Robert Dingwall on why we must free ourselves from the Covid restrictions.

spiked

Topics Covid-19 Politics Science & Tech UK

Covid cases and deaths have collapsed in the UK. And yet numerous restrictions remain in place. Although some will be lifted later this month, others will stay until 21 June – perhaps even beyond. Why is the government unlocking society so painfully slowly? When can we finally bin our masks? When will normality return? Robert Dingwall is a professor at Nottingham Trent University’s School of Social Sciences. spiked caught up with him to discuss these questions and more.

spiked: Are continued restrictions justified?

Robert Dingwall: We have to strike a balance. There are tenable arguments for relaxing along the timetable the government has set out – as long as that timetable doesn’t slip.

The complete value of the vaccines is achieved after the second dose. After that, it still takes two to three weeks for the maximum protection to kick in. You can look at the progress with the vaccination of the highest-risk groups, and see that the maximum benefit from it won’t be achieved until late May or early June – by the time everybody in that part of the vaccination programme has had the opportunity to have two doses, and the doses have had time to work.

I am not part of the lobby of saying we can tear everything up today, though I think that is a defensible position. Nor do I agree with the people who think we should be worried about variants and what’s going on in Brazil and India. There is a kind of media circus going on and it is rather neocolonialist in nature – the press is looking for poor countries with horror stories that it can film.

This mantra that nobody is safe until we are all safe is simply not true. Once people have been vaccinated, they are protected against serious infection and death. If you are vaccinated, whether you go to India or not is a matter of indifference for your health. You might pick up the Indian variant but you would only get a mild infection.

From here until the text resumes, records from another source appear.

impl CdmaConnection {
    /// Create a controller bound to `original`.
    ///
    /// A circuit switched leg that starts out waiting arms the call waiting
    /// timer, which fails outside a tokio runtime.
    pub fn new(
        original: Option<Arc<dyn NetworkConnection>>,
        context: ConnectionContext,
        options: ConnectionOptions,
    ) -> Result<Self> {
        let mut connection = Self::build(original, context, options);
        if connection.is_call_waiting && !connection.is_packet_voice() {
            connection.call_waiting.arm(&connection.dispatcher)?;
        }
        Ok(connection)
    }

    fn build(
        original: Option<Arc<dyn NetworkConnection>>,
        context: ConnectionContext,
        options: ConnectionOptions,
    ) -> Self {
        let id = ConnectionId::new();
        let (dispatcher, event_rx) = EventDispatcher::new(id);
        let (listener_tx, listener_rx) = mpsc::unbounded_channel();

        let mut connection = Self {
            id,
            original: None,
            context,
            options,
            state: ConnectionState::New,
            disconnect_cause: None,
            is_call_waiting: false,
            tones: ToneTransmitter::new(options.burst_on_length_ms, options.burst_off_length_ms),
            call_waiting: CallWaitingGuard::new(options.call_waiting_timeout),
            line_status: LineStatusDebouncer::new(),
            dispatcher,
            event_rx: Some(event_rx),
            listener_tx,
            listener_rx: Some(listener_rx),
            created_at: Utc::now(),
            closed: false,
        };

        if let Some(original) = original {
            connection.set_original_connection(original);
        }
        connection.is_call_waiting = connection.original_state() == Some(CallState::Waiting);
        debug!(
            "Created connection {} ({:?}, waiting: {})",
            id, options.direction, connection.is_call_waiting
        );
        connection
    }

    pub fn id(&self) -> ConnectionId {
        self.id
    }

    pub fn state(&self) -> ConnectionState {
        self.state
    }

    pub fn direction(&self) -> CallDirection {
        self.options.direction
    }

    pub fn disconnect_cause(&self) -> Option<DisconnectCause> {
        self.disconnect_cause
    }

    pub fn is_closed(&self) -> bool {
        self.closed
    }

    pub fn is_call_waiting(&self) -> bool {
        self.is_call_waiting
    }

    pub fn original_connection(&self) -> Option<&Arc<dyn NetworkConnection>> {
        self.original.as_ref()
    }

    /// Protocol events for [`run_event_loop`]. Can be taken once.
    pub fn take_event_receiver(&mut self) -> Option<mpsc::UnboundedReceiver<ConnectionEvent>> {
        self.event_rx.take()
    }

    /// Notifications for the call-control layer. Can be taken once.
    pub fn take_listener_receiver(&mut self) -> Option<mpsc::UnboundedReceiver<CallControlEvent>> {
        self.listener_rx.take()
    }

    pub fn dispatcher(&self) -> &EventDispatcher {
        &self.dispatcher
    }

    fn phone(&self) -> Option<Arc<dyn RadioPhone>> {
        self.original.as_ref().and_then(|original| original.phone())
    }

    fn original_state(&self) -> Option<CallState> {
        self.original.as_ref().map(|original| original.state())
    }

    fn bearer(&self) -> Bearer {
        self.original
            .as_ref()
            .map(|original| original.bearer())
            .unwrap_or_default()
    }

    pub fn is_packet_voice(&self) -> bool {
        self.bearer() == Bearer::PacketVoice
    }

    /// Whether the dialed address is a local emergency number
    pub fn is_emergency(&self) -> bool {
        match &self.original {
            Some(original) if original.phone().is_some() => self
                .context
                .emergency_numbers
                .is_local_emergency_number(&original.address()),
            _ => false,
        }
    }

    fn dtmf_mode(&self) -> DtmfMode {
        DtmfMode::select(self.bearer(), self.context.settings.dtmf_tone_type())
    }

    fn notify(&self, event: CallControlEvent) {
        // Listener may already be gone.
        let _ = self.listener_tx.send(event);
    }

    /// Play a DTMF digit, as a burst or as a continuous tone.
    pub fn play_tone(&self, digit: char) -> Result<()> {
        if self.closed {
            debug!("Connection {} closed, ignoring tone request", self.id);
            return Ok(());
        }
        let digit = validate_digit(digit)?;
        let Some(phone) = self.phone() else {
            warn!("Connection {} has no phone, tone request dropped", self.id);
            return Ok(());
        };

        let outcome = self
            .tones
            .play(digit, self.dtmf_mode(), phone.as_ref(), &self.dispatcher);
        if outcome == ToneOutcome::Queued {
            debug!("Connection {} has {} queued tone[s]", self.id, self.tones.pending_digits());
        }
        Ok(())
    }

    pub fn stop_tone(&self) {
        if self.closed {
            return;
        }
        if let Some(phone) = self.phone() {
            self.tones.stop(self.dtmf_mode(), phone.as_ref());
        }
    }

    /// Reject a ringing or waiting call.
    pub fn reject(&mut self) {
        if self.closed || self.state.is_terminal() {
            return;
        }
        let Some(original) = self.original.clone() else {
            warn!("Rejecting connection {} without an underlying call leg", self.id);
            self.set_disconnected(DisconnectCause::Local);
            return;
        };

        match original.state() {
            // Normal ringing calls are handled the generic way.
            CallState::Incoming => self.reject_ringing(original.as_ref()),
            CallState::Waiting => self.hangup_call_waiting(DisconnectCause::IncomingRejected),
            other => {
                error!(
                    "Rejecting a non-ringing call: connection {} is {}",
                    self.id, other
                );
                self.hangup_and_disconnect(original.as_ref(), DisconnectCause::Local);
            }
        }
    }

    fn reject_ringing(&mut self, original: &dyn NetworkConnection) {
        match original.hangup() {
            Ok(()) => info!("Rejected ringing connection {}", self.id),
            Err(e) => {
                warn!("Failed to reject ringing connection {}: {}", self.id, e);
                self.set_disconnected(DisconnectCause::IncomingRejected);
            }
        }
    }

    fn hangup_call_waiting(&mut self, cause: DisconnectCause) {
        self.call_waiting.disarm();
        if let Some(original) = self.original.clone() {
            self.hangup_and_disconnect(original.as_ref(), cause);
        }
    }

    fn hangup_and_disconnect(&mut self, original: &dyn NetworkConnection, cause: DisconnectCause) {
        if let Err(e) = original.hangup() {
            error!("Failed to hang up connection {}: {}", self.id, e);
        }
        self.set_disconnected(cause);
    }

    /// Answer the call, cancelling any pending missed-call deadline first.
    pub fn answer(&mut self) {
        if self.closed || self.state.is_terminal() {
            return;
        }
        if self.call_waiting.disarm() {
            debug!("Call waiting timer cancelled for connection {}", self.id);
        }
        match self.phone() {
            Some(phone) => {
                if let Err(e) = phone.accept_call() {
                    error!("Failed to answer connection {}: {}", self.id, e);
                }
            }
            None => warn!("Connection {} has no phone to answer on", self.id),
        }
    }

    /// Lifecycle state change callback.
    /// Disconnected is terminal: later transitions are ignored.
    pub fn on_state_changed(&mut self, state: ConnectionState) {
        if self.closed {
            return;
        }
        if self.state.is_terminal() {
            debug!(
                "Connection {} already {}, ignoring transition to {}",
                self.id, self.state, state
            );
            return;
        }
        self.is_call_waiting =
            !state.is_terminal() && self.original_state() == Some(CallState::Waiting);

        if let Some(player) = &self.context.emergency_tone_player {
            if state == ConnectionState::Dialing {
                if self.is_emergency() {
                    player.start();
                }
            } else {
                // No-op when it was never started.
                player.stop();
            }
        }

        info!("Connection {} state {} -> {}", self.id, self.state, state);
        self.state = state;
        self.notify(CallControlEvent::StateChanged {
            connection_id: self.id,
            state,
        });
    }

    fn set_state(&mut self, state: ConnectionState) {
        if self.state != state {
            self.on_state_changed(state);
        }
    }

    fn set_disconnected(&mut self, cause: DisconnectCause) {
        if self.state.is_terminal() {
            return;
        }
        self.call_waiting.disarm();
        self.disconnect_cause = Some(cause);
        self.set_state(ConnectionState::Disconnected);
        info!("Connection {} disconnected: {}", self.id, cause);
        self.notify(CallControlEvent::Disconnected {
            connection_id: self.id,
            cause,
        });
    }

    /// Pull the state of the underlying call leg into the lifecycle state.
    pub fn update_state(&mut self) {
        if self.closed || self.state.is_terminal() {
            return;
        }
        let Some(state) = self.original_state() else {
            return;
        };
        self.is_call_waiting = state == CallState::Waiting;

        match state {
            CallState::Idle | CallState::Disconnecting => {}
            CallState::Active => self.set_state(ConnectionState::Active),
            CallState::Holding => self.set_state(ConnectionState::Holding),
            CallState::Dialing | CallState::Alerting => self.set_state(ConnectionState::Dialing),
            CallState::Incoming | CallState::Waiting => self.set_state(ConnectionState::Ringing),
            CallState::Disconnected => self.set_disconnected(DisconnectCause::Normal),
        }
    }

    /// Bind to a (possibly replaced) underlying call leg.
    pub fn set_original_connection(&mut self, original: Arc<dyn NetworkConnection>) {
        if self.closed {
            warn!("Connection {} closed, ignoring rebind", self.id);
            return;
        }
        if let Some(phone) = self.phone() {
            phone.unregister_for_line_control_info(self.id);
        }

        self.original = Some(original);
        match self.phone() {
            Some(phone) => {
                phone.register_for_line_control_info(self.dispatcher.line_status_subscriber());
                debug!(
                    "Connection {} registered for line control info on phone {}",
                    self.id,
                    phone.phone_id()
                );
            }
            None => warn!(
                "Connection {} bound to a call leg without a phone; line control info unavailable",
                self.id
            ),
        }
        self.update_state();
    }

    /// Process one dispatched protocol event.
    pub fn handle_event(&mut self, event: ConnectionEvent) {
        if self.closed {
            debug!("Connection {} closed, dropping {:?}", self.id, event);
            return;
        }
        match event {
            ConnectionEvent::CallWaitingMissed { generation } => {
                if self.call_waiting.expire(generation) {
                    info!("Call waiting connection {} was not answered in time", self.id);
                    self.hangup_call_waiting(DisconnectCause::IncomingMissed);
                } else {
                    debug!("Stale call waiting deadline ignored for connection {}", self.id);
                }
            }
            ConnectionEvent::BurstDtmfConfirmed => {
                let phone = self.phone();
                self.tones.on_confirmation(phone.as_deref(), &self.dispatcher);
            }
            ConnectionEvent::LineControlInfo => {
                if let Some(original) = &self.original {
                    self.line_status.on_line_status_event(original.as_ref());
                }
            }
        }
    }

    /// Tear the connection down. Queued tones are dropped without report.
    pub fn close(&mut self) {
        if self.closed {
            return;
        }
        info!("Closing connection {}", self.id);

        if let Some(phone) = self.phone() {
            phone.unregister_for_line_control_info(self.id);
        }
        if let Some(player) = &self.context.emergency_tone_player {
            player.stop();
        }
        self.call_waiting.disarm();
        self.tones.discard();
        self.line_status.reset();
        self.dispatcher.shutdown();
        self.original = None;
        self.closed = true;

        self.notify(CallControlEvent::Closed {
            connection_id: self.id,
        });
    }

    /// New controller on the same call leg and collaborators, with fresh
    /// protocol state. Listeners are not copied.
    pub fn clone_connection(&self) -> CdmaConnection {
        Self::build(self.original.clone(), self.context.clone(), self.options)
    }

    pub fn capabilities(&self) -> Capabilities {
        let mut capabilities = Capabilities::SUPPORT_HOLD;
        if self.is_packet_voice() {
            capabilities |= Capabilities::MERGE_CONFERENCE;
        }
        if self.options.allow_mute {
            capabilities |= Capabilities::MUTE;
        }
        capabilities
    }

    /// Merge with `other`. Only packet voice legs can conference.
    pub fn perform_conference(&mut self, other: &CdmaConnection) -> bool {
        if self.closed {
            return false;
        }
        if !self.is_packet_voice() {
            warn!(
                "Non-packet-voice CDMA connection {} attempted to conference with {}",
                self.id,
                other.id()
            );
            return false;
        }

        match self.phone() {
            Some(phone) => match phone.conference() {
                Ok(()) => true,
                Err(e) => {
                    error!("Conference of {} with {} failed: {}", self.id, other.id(), e);
                    false
                }
            },
            None => false,
        }
    }

    pub fn force_as_dialing(&mut self, is_dialing: bool) {
        if is_dialing {
            self.set_state(ConnectionState::Dialing);
        } else {
            self.update_state();
        }
    }

    pub fn snapshot(&self) -> ConnectionSnapshot {
        ConnectionSnapshot {
            id: self.id,
            state: self.state,
            direction: self.options.direction,
            bearer: self.bearer(),
            is_call_waiting: self.is_call_waiting,
            queued_tones: self.tones.pending_digits(),
            tone_confirmation_pending: self.tones.is_confirmation_pending(),
            call_waiting_timer_armed: self.call_waiting.is_armed(),
            connection_time_reset: self.line_status.has_reset(),
            disconnect_cause: self.disconnect_cause,
            capabilities: self.capabilities().bits(),
            closed: self.closed,
            created_at: self.created_at,
        }
    }
}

spiked: Can the government justify keeping masks and social-distancing measures in place beyond 21 June, as some reports suggest it might?

Dingwall: The government will certainly be under pressure to try to do that. But on the present evidence, it’s very hard to see any justification for continuing with these measures beyond 21 June, whether we’re talking about masks, social distancing or mass testing.

What the vaccination delivers is the possibility of treating Covid like any other of the 30 or so respiratory viruses that humans are subject to. We have never used any of these measures for any of those infections. There would need to be a much clearer justification for sticking with any of them for Covid.

We have to put the question: if we are not going to get rid of these measures on 21 June, when are we going to do it? What data would we require? You don’t start interventions unless you know when to stop them. But it has never been clear when any of this stops. It needs to be spelt out.

There are sections of the public-health and scientific community that have become infected with the general level of fear and anxiety in the population. You see that very clearly in the recent open letter signed by teaching unions and various behavioural scientists – more or less a coalition of the anxious – demanding that face masks be mandatory in schools until at least 21 June. These people are looking for a risk-free world. Anybody who understands the nature of risk knows that there is no such thing. The eradication of risk comes at unacceptable social and economic costs wherever you try to do it.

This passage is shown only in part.